(Photo: USA Today Sports)
It’s official. As reported by several sources, former Buffalo head coach Bobby Hurley will now be at the helm of the Arizona State men’s basketball program.
Since March 24, ASU athletic director Ray Anderson has been searching for a replacement for Herb Sendek, and from the jump, current Duke associate head coach Jeff Capel seemed to be the guy, according to multiple reports.
When Capel announced that he had taken himself out of the running for the job, there were whispers, groans and doubts about Anderson’s handling of the coaching search. Some questioned his ability to find a person to fit the job.
Now, with Hurley hired, new questions have been stirred up.
Most importantly, was Hurley the right guy?
Anderson said he wanted somebody to energize the program. While Hurley isn’t the most experienced of head coaches, he does just that in different ways.
First of all, in his two seasons at Buffalo, he has won. A 42-20 record is nothing to scoff at, and Buffalo earned its berth into the NCAA Tournament following a win in the MAC Tournament. While his track record isn’t much longer than that as a coach, Hurley is one of the most famous and successful college basketball players in the last 25 years.
As a player for Duke from 1989-1993, Hurley went to three consecutive Final Fours, won back-to-back titles, earned the Final Four Most Outstanding Player award in 1992 and was a consensus first-team All-American in 1993.
Hurley also led Duke in one of the more famous wins in coach Mike Krzyzewski’s career when the Blue Devils took down a UNLV Runnin’ Rebels squad that entered the 1992 Final Four as the defending national champions and boasting a 34-0 record.
His name alone should create buzz not only in the local community, but, for the reasons previously stated, also on a national scale.
Ideally, Hurley would also influence sophomore point guard Tra Holder to stay in Tempe. Holder came on strong in the latter half of the Pac-12 season and earned a spot on the Pac-12 All-Freshman team. Going forward, he and junior forward Savon Goodman will be critical in giving Hurley a decent core to work with off the bat.
Recruiting was another critical component of Anderson’s coaching search, and while Hurley didn’t attract a player rated higher than three stars according to ESPN.com, this is also Hurley’s first coaching job in a Power 5 conference. What that means is that he’ll likely bring a drive and energy needed to breathe life into an ASU program that historically hasn’t made much noise on a consistent basis. He may struggle to cement a recruiting presence on the west coast immediately given his mostly upper-eastern roots, so piecing together the right coaching staff around him will be critical.
The right coaching staff is also going to be critical because the 2015-16 season will be Hurley’s third season as the head coach of a Division-I team. Although he is 43, Hurley has only been in the coaching circuit since joining his brother Dan’s staff at Wagner College in 2010.

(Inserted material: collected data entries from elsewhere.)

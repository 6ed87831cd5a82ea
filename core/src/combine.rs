//! Weighted-average blending, shared by the two combination steps:
//! anomaly-type components into a window score, and window scores into
//! the final composite.

use crate::{anomaly::AnomalyType, config::AnomalyTypeConfig, types::WindowDays};
use std::collections::BTreeMap;

/// `sum(score_i * weight_i) / sum(weight_i)`, or 0.0 when the weights sum to zero.
pub fn weighted_average<I>(entries: I) -> f64
where
    I: IntoIterator<Item = (f64, f64)>,
{
    let (weighted_sum, weight_total) = entries
        .into_iter()
        .fold((0.0, 0.0), |(sum, total), (score, weight)| {
            (sum + score * weight, total + weight)
        });
    if weight_total == 0.0 {
        return 0.0;
    }
    weighted_sum / weight_total
}

/// Blend per-type component scores into one window score.
/// Every configured type participates; a type with no component scores 0.0.
pub fn combine_components(
    components: &BTreeMap<AnomalyType, f64>,
    anomaly_types: &BTreeMap<AnomalyType, AnomalyTypeConfig>,
) -> f64 {
    weighted_average(anomaly_types.iter().map(|(t, params)| {
        (components.get(t).copied().unwrap_or(0.0), params.weight)
    }))
}

/// Blend per-window scores into the final composite, clamped to [0, 1].
pub fn combine_windows(
    window_scores: &BTreeMap<WindowDays, f64>,
    window_weights: &BTreeMap<WindowDays, f64>,
) -> f64 {
    clamp_unit(weighted_average(window_weights.iter().map(|(days, &weight)| {
        (window_scores.get(days).copied().unwrap_or(0.0), weight)
    })))
}

/// Clamp into [0, 1]; NaN maps to 0.0.
pub fn clamp_unit(value: f64) -> f64 {
    if value.is_nan() {
        return 0.0;
    }
    value.clamp(0.0, 1.0)
}

#[cfg(test)]
mod tests {
    use super::*;
    use crate::config::ScoringConfig;

    const EPS: f64 = 1e-12;

    #[test]
    fn weighted_average_normalises_by_total_weight() {
        let blended = weighted_average([(1.0, 0.65), (0.0, 0.35)]);
        assert!((blended - 0.65).abs() < EPS);
        let blended = weighted_average([(0.5, 2.0), (0.5, 3.0)]);
        assert!((blended - 0.5).abs() < EPS);
    }

    #[test]
    fn zero_total_weight_scores_zero() {
        assert_eq!(weighted_average([(0.9, 0.0), (0.7, 0.0)]), 0.0);
        assert_eq!(weighted_average(std::iter::empty::<(f64, f64)>()), 0.0);
    }

    #[test]
    fn missing_components_count_as_zero() {
        let config = ScoringConfig::default();
        let components = BTreeMap::from([(AnomalyType::NtFiling, 0.6)]);
        let score = combine_components(&components, &config.anomaly_types);
        assert!((score - 0.45 * 0.6).abs() < EPS);
    }

    #[test]
    fn window_blend_is_clamped() {
        let weights = BTreeMap::from([(30, 1.0), (90, -0.5)]);
        let scores = BTreeMap::from([(30, 1.0), (90, 0.0)]);
        // 1.0 / 0.5 = 2.0 before the clamp
        assert_eq!(combine_windows(&scores, &weights), 1.0);
    }

    #[test]
    fn clamp_unit_handles_nan() {
        assert_eq!(clamp_unit(f64::NAN), 0.0);
        assert_eq!(clamp_unit(-0.2), 0.0);
        assert_eq!(clamp_unit(0.3), 0.3);
    }
}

All things considered, Hurley has a lot to prove. He has statements to make and a coaching reputation to build, and that is why he is the right guy to be in Tempe. Although Capel was ASU’s first option for obvious reasons (more experience, recruiting prowess, redemption from his final seasons at Oklahoma), Hurley is not a bad hire at all.
Did the process take a little longer than anticipated or desired? Yes. However, with the live recruiting period beginning on April 10, ASU salvaged what could have been a disastrous coaching search and came out with a meaningful hire.
That being said, Herb Sendek was considered a ‘steal’ when he arrived in Tempe in 2006.
After nine years of Sendek at the helm, this is now the Bobby Hurley-era of ASU men’s basketball.